## Collected data
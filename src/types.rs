use geo::MultiPolygon;
use serde::{Deserialize, Serialize};
use std::collections::HashMap;

/// One county row of the attribute table.
#[derive(Debug, Clone, PartialEq, Serialize, Deserialize)]
pub struct EducationRecord {
    pub fips: u32,
    pub state: String,
    pub area_name: String,
    #[serde(rename = "bachelorsOrHigher")]
    pub bachelors_or_higher: f64,
}

/// A county boundary decoded from the topology.
#[derive(Debug, Clone)]
pub struct TopologyFeature {
    pub id: Option<u32>,
    pub geometry: MultiPolygon<f64>,
}

/// Records keyed by FIPS code, built once after load.
#[derive(Debug, Clone, Default)]
pub struct EducationIndex {
    records: HashMap<u32, EducationRecord>,
}

impl EducationIndex {
    pub fn new(records: Vec<EducationRecord>) -> Self {
        let mut map = HashMap::with_capacity(records.len());
        for record in records {
            // First occurrence wins, same as a find() over the array
            map.entry(record.fips).or_insert(record);
        }
        Self { records: map }
    }

    pub fn get(&self, fips: u32) -> Option<&EducationRecord> {
        self.records.get(&fips)
    }

    /// Lookup for a feature id, `None` when the feature has no id.
    pub fn lookup(&self, id: Option<u32>) -> Option<&EducationRecord> {
        id.and_then(|fips| self.get(fips))
    }

    pub fn len(&self) -> usize {
        self.records.len()
    }

    pub fn is_empty(&self) -> bool {
        self.records.is_empty()
    }
}

#[cfg(test)]
mod tests {
    use super::*;

    fn record(fips: u32, name: &str, value: f64) -> EducationRecord {
        EducationRecord {
            fips,
            state: "AL".to_string(),
            area_name: name.to_string(),
            bachelors_or_higher: value,
        }
    }

    #[test]
    fn deserializes_wire_names() {
        let json = r#"{"fips":1001,"state":"AL","area_name":"Autauga County","bachelorsOrHigher":21.9}"#;
        let rec: EducationRecord = serde_json::from_str(json).unwrap();
        assert_eq!(rec.fips, 1001);
        assert_eq!(rec.area_name, "Autauga County");
        assert_eq!(rec.bachelors_or_higher, 21.9);
    }

    #[test]
    fn index_keeps_first_duplicate() {
        let index = EducationIndex::new(vec![
            record(1001, "Autauga", 21.3),
            record(1001, "Shadow", 99.0),
            record(1003, "Baldwin", 28.6),
        ]);
        assert_eq!(index.len(), 2);
        assert_eq!(index.get(1001).unwrap().area_name, "Autauga");
        assert!(index.lookup(None).is_none());
        assert!(index.lookup(Some(9999)).is_none());
        assert_eq!(index.lookup(Some(1003)).unwrap().bachelors_or_higher, 28.6);
    }
}
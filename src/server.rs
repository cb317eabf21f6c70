use crate::config::AppConfig;
use crate::data::MapData;
use crate::error::ChoroplethError;
use crate::render;
use crate::tooltip::{Pointer, Tooltip};
use crate::types::{EducationRecord, TopologyFeature};
use anyhow::Result;
use axum::{
    extract::{Query, State},
    http::StatusCode,
    response::{Html, Json},
    routing::get,
    Router,
};
use geo::{BoundingRect, Contains, Point};
use rstar::{RTree, RTreeObject, AABB};
use serde::{Deserialize, Serialize};
use std::net::SocketAddr;
use std::path::Path;
use std::sync::Arc;
use tower_http::cors::CorsLayer;
use tower_http::services::ServeDir;
use tracing::info;

// Wrapper for RTree indexing
pub struct CountyIndex {
    index: usize,
    aabb: AABB<[f64; 2]>,
}

impl RTreeObject for CountyIndex {
    type Envelope = AABB<[f64; 2]>;
    fn envelope(&self) -> Self::Envelope {
        self.aabb
    }
}

pub struct AppState {
    pub data: MapData,
    pub page: String,
    pub tree: RTree<CountyIndex>,
    pub padding_top: f64,
}

#[derive(Deserialize)]
pub struct CountyParams {
    fips: u32,
}

#[derive(Deserialize)]
pub struct TooltipParams {
    fips: u32,
    x: f64,
    y: f64,
}

#[derive(Deserialize)]
pub struct QueryParams {
    x: f64,
    y: f64,
}

#[derive(Debug, Serialize, PartialEq)]
pub struct CountyResponse {
    #[serde(flatten)]
    record: EducationRecord,
    fill: &'static str,
}

impl AppState {
    pub fn new(config: &AppConfig, data: MapData) -> Result<Self> {
        let page = render::render_page(&data, &config.layout)?;

        info!("Building spatial index for {} counties...", data.features.len());
        let tree_items: Vec<CountyIndex> = data
            .features
            .iter()
            .enumerate()
            .filter_map(|(i, feature)| {
                let rect = feature.geometry.bounding_rect()?;
                Some(CountyIndex {
                    index: i,
                    aabb: AABB::from_corners([rect.min().x, rect.min().y], [rect.max().x, rect.max().y]),
                })
            })
            .collect();
        let tree = RTree::bulk_load(tree_items);

        Ok(Self {
            data,
            page,
            tree,
            padding_top: config.layout.padding_top,
        })
    }

    fn county(&self, record: &EducationRecord) -> CountyResponse {
        CountyResponse {
            record: record.clone(),
            fill: self.data.scale.color(record.bachelors_or_higher),
        }
    }

    /// County under a point given in drawing-surface coordinates.
    pub fn locate(&self, x: f64, y: f64) -> Option<&TopologyFeature> {
        // Counties are drawn shifted down by the title block
        let (mx, my) = (x, y - self.padding_top);
        let point = Point::new(mx, my);
        let envelope = AABB::from_point([mx, my]);

        self.tree
            .locate_in_envelope_intersecting(&envelope)
            .filter_map(|candidate| self.data.features.get(candidate.index))
            .find(|feature| feature.geometry.contains(&point))
    }

    /// Tooltip as it would look after hovering `fips` at the given pointer.
    pub fn hover(&self, fips: u32, pointer: Pointer) -> Result<Tooltip, ChoroplethError> {
        let mut tooltip = Tooltip::default();
        tooltip.enter(Some(fips), self.data.index.get(fips), pointer)?;
        Ok(tooltip)
    }
}

pub fn router(state: Arc<AppState>, files: &Path) -> Router {
    Router::new()
        .route("/", get(page_handler))
        .route("/api/county", get(county_handler))
        .route("/api/tooltip", get(tooltip_handler))
        .route("/api/query", get(query_handler))
        .nest_service("/files", ServeDir::new(files))
        .layer(CorsLayer::permissive())
        .with_state(state)
}

pub async fn start_server(config: AppConfig, data: MapData) -> Result<()> {
    let state = Arc::new(AppState::new(&config, data)?);

    let port = config.server.port;
    let addr = SocketAddr::from(([127, 0, 0, 1], port));
    info!("Starting server on http://{}", addr);

    let files = config
        .output
        .html
        .parent()
        .filter(|p| !p.as_os_str().is_empty())
        .unwrap_or(Path::new("."));
    let app = router(state, files);

    let listener = tokio::net::TcpListener::bind(addr).await?;
    axum::serve(listener, app).await?;
    Ok(())
}

async fn page_handler(State(state): State<Arc<AppState>>) -> Html<String> {
    Html(state.page.clone())
}

async fn county_handler(
    State(state): State<Arc<AppState>>,
    Query(params): Query<CountyParams>,
) -> Json<Option<CountyResponse>> {
    Json(state.data.index.get(params.fips).map(|r| state.county(r)))
}

async fn tooltip_handler(
    State(state): State<Arc<AppState>>,
    Query(params): Query<TooltipParams>,
) -> Result<Json<Tooltip>, StatusCode> {
    let pointer = Pointer {
        page_x: params.x,
        page_y: params.y,
    };
    state
        .hover(params.fips, pointer)
        .map(Json)
        .map_err(|_| StatusCode::NOT_FOUND)
}

async fn query_handler(
    State(state): State<Arc<AppState>>,
    Query(params): Query<QueryParams>,
) -> Json<Option<CountyResponse>> {
    let county = state
        .locate(params.x, params.y)
        .and_then(|feature| state.data.record_for(feature))
        .map(|record| state.county(record));
    Json(county)
}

## What to produce
Please restate the preceding entries word for word.

## Result
filename src/types.rs
use geo::MultiPolygon;
use serde::{Deserialize, Serialize};
use std::collections::HashMap;

/// One county row of the attribute table.
#[derive(Debug, Clone, PartialEq, Serialize, Deserialize)]
pub struct EducationRecord {
    pub fips: u32,
    pub state: String,
    pub area_name: String,
    #[serde(rename = "bachelorsOrHigher")]
    pub bachelors_or_higher: f64,
}

/// A county boundary decoded from the topology.
#[derive(Debug, Clone)]
pub struct TopologyFeature {
    pub id: Option<u32>,
    pub geometry: MultiPolygon<f64>,
}

/// Records keyed by FIPS code, built once after load.
#[derive(Debug, Clone, Default)]
pub struct EducationIndex {
    records: HashMap<u32, EducationRecord>,
}

impl EducationIndex {
    pub fn new(records: Vec<EducationRecord>) -> Self {
        let mut map = HashMap::with_capacity(records.len());
        for record in records {
            // First occurrence wins, same as a find() over the array
            map.entry(record.fips).or_insert(record);
        }
        Self { records: map }
    }

    pub fn get(&self, fips: u32) -> Option<&EducationRecord> {
        self.records.get(&fips)
    }

    /// Lookup for a feature id, `None` when the feature has no id.
    pub fn lookup(&self, id: Option<u32>) -> Option<&EducationRecord> {
        id.and_then(|fips| self.get(fips))
    }

    pub fn len(&self) -> usize {
        self.records.len()
    }

    pub fn is_empty(&self) -> bool {
        self.records.is_empty()
    }
}

#[cfg(test)]
mod tests {
    use super::*;

    fn record(fips: u32, name: &str, value: f64) -> EducationRecord {
        EducationRecord {
            fips,
            state: "AL".to_string(),
            area_name: name.to_string(),
            bachelors_or_higher: value,
        }
    }

    #[test]
    fn deserializes_wire_names() {
        let json = r#"{"fips":1001,"state":"AL","area_name":"Autauga County","bachelorsOrHigher":21.9}"#;
        let rec: EducationRecord = serde_json::from_str(json).unwrap();
        assert_eq!(rec.fips, 1001);
        assert_eq!(rec.area_name, "Autauga County");
        assert_eq!(rec.bachelors_or_higher, 21.9);
    }

    #[test]
    fn index_keeps_first_duplicate() {
        let index = EducationIndex::new(vec![
            record(1001, "Autauga", 21.3),
            record(1001, "Shadow", 99.0),
            record(1003, "Baldwin", 28.6),
        ]);
        assert_eq!(index.len(), 2);
        assert_eq!(index.get(1001).unwrap().area_name, "Autauga");
        assert!(index.lookup(None).is_none());
        assert!(index.lookup(Some(9999)).is_none());
        assert_eq!(index.lookup(Some(1003)).unwrap().bachelors_or_higher, 28.6);
    }
}
filename src/server.rs
repository cb317eabf21f6c70
use crate::config::AppConfig;
use crate::data::MapData;
use crate::error::ChoroplethError;
use crate::render;
use crate::tooltip::{Pointer, Tooltip};
use crate::types::{EducationRecord, TopologyFeature};
use anyhow::Result;
use axum::{
    extract::{Query, State},
    http::StatusCode,
    response::{Html, Json},
    routing::get,
    Router,
};
use geo::{BoundingRect, Contains, Point};
use rstar::{RTree, RTreeObject, AABB};
use serde::{Deserialize, Serialize};
use std::net::SocketAddr;
use std::path::Path;
use std::sync::Arc;
use tower_http::cors::CorsLayer;
use tower_http::services::ServeDir;
use tracing::info;

// Wrapper for RTree indexing
pub struct CountyIndex {
    index: usize,
    aabb: AABB<[f64; 2]>,
}

impl RTreeObject for CountyIndex {
    type Envelope = AABB<[f64; 2]>;
    fn envelope(&self) -> Self::Envelope {
        self.aabb
    }
}

pub struct AppState {
    pub data: MapData,
    pub page: String,
    pub tree: RTree<CountyIndex>,
    pub padding_top: f64,
}

#[derive(Deserialize)]
pub struct CountyParams {
    fips: u32,
}

#[derive(Deserialize)]
pub struct TooltipParams {
    fips: u32,
    x: f64,
    y: f64,
}

#[derive(Deserialize)]
pub struct QueryParams {
    x: f64,
    y: f64,
}

#[derive(Debug, Serialize, PartialEq)]
pub struct CountyResponse {
    #[serde(flatten)]
    record: EducationRecord,
    fill: &'static str,
}

impl AppState {
    pub fn new(config: &AppConfig, data: MapData) -> Result<Self> {
        let page = render::render_page(&data, &config.layout)?;

        info!("Building spatial index for {} counties...", data.features.len());
        let tree_items: Vec<CountyIndex> = data
            .features
            .iter()
            .enumerate()
            .filter_map(|(i, feature)| {
                let rect = feature.geometry.bounding_rect()?;
                Some(CountyIndex {
                    index: i,
                    aabb: AABB::from_corners([rect.min().x, rect.min().y], [rect.max().x, rect.max().y]),
                })
            })
            .collect();
        let tree = RTree::bulk_load(tree_items);

        Ok(Self {
            data,
            page,
            tree,
            padding_top: config.layout.padding_top,
        })
    }

    fn county(&self, record: &EducationRecord) -> CountyResponse {
        CountyResponse {
            record: record.clone(),
            fill: self.data.scale.color(record.bachelors_or_higher),
        }
    }

    /// County under a point given in drawing-surface coordinates.
    pub fn locate(&self, x: f64, y: f64) -> Option<&TopologyFeature> {
        // Counties are drawn shifted down by the title block
        let (mx, my) = (x, y - self.padding_top);
        let point = Point::new(mx, my);
        let envelope = AABB::from_point([mx, my]);

        self.tree
            .locate_in_envelope_intersecting(&envelope)
            .filter_map(|candidate| self.data.features.get(candidate.index))
            .find(|feature| feature.geometry.contains(&point))
    }

    /// Tooltip as it would look after hovering `fips` at the given pointer.
    pub fn hover(&self, fips: u32, pointer: Pointer) -> Result<Tooltip, ChoroplethError> {
        let mut tooltip = Tooltip::default();
        tooltip.enter(Some(fips), self.data.index.get(fips), pointer)?;
        Ok(tooltip)
    }
}

pub fn router(state: Arc<AppState>, files: &Path) -> Router {
    Router::new()
        .route("/", get(page_handler))
        .route("/api/county", get(county_handler))
        .route("/api/tooltip", get(tooltip_handler))
        .route("/api/query", get(query_handler))
        .nest_service("/files", ServeDir::new(files))
        .layer(CorsLayer::permissive())
        .with_state(state)
}

pub async fn start_server(config: AppConfig, data: MapData) -> Result<()> {
    let state = Arc::new(AppState::new(&config, data)?);

    let port = config.server.port;
    let addr = SocketAddr::from(([127, 0, 0, 1], port));
    info!("Starting server on http://{}", addr);

    let files = config
        .output
        .html
        .parent()
        .filter(|p| !p.as_os_str().is_empty())
        .unwrap_or(Path::new("."));
    let app = router(state, files);

    let listener = tokio::net::TcpListener::bind(addr).await?;
    axum::serve(listener, app).await?;
    Ok(())
}

async fn page_handler(State(state): State<Arc<AppState>>) -> Html<String> {
    Html(state.page.clone())
}

async fn county_handler(
    State(state): State<Arc<AppState>>,
    Query(params): Query<CountyParams>,
) -> Json<Option<CountyResponse>> {
    Json(state.data.index.get(params.fips).map(|r| state.county(r)))
}

async fn tooltip_handler(
    State(state): State<Arc<AppState>>,
    Query(params): Query<TooltipParams>,
) -> Result<Json<Tooltip>, StatusCode> {
    let pointer = Pointer {
        page_x: params.x,
        page_y: params.y,
    };
    state
        .hover(params.fips, pointer)
        .map(Json)
        .map_err(|_| StatusCode::NOT_FOUND)
}

async fn query_handler(
    State(state): State<Arc<AppState>>,
    Query(params): Query<QueryParams>,
) -> Json<Option<CountyResponse>> {
    let county = state
        .locate(params.x, params.y)
        .and_then(|feature| state.data.record_for(feature))
        .map(|record| state.county(record));
    Json(county)
}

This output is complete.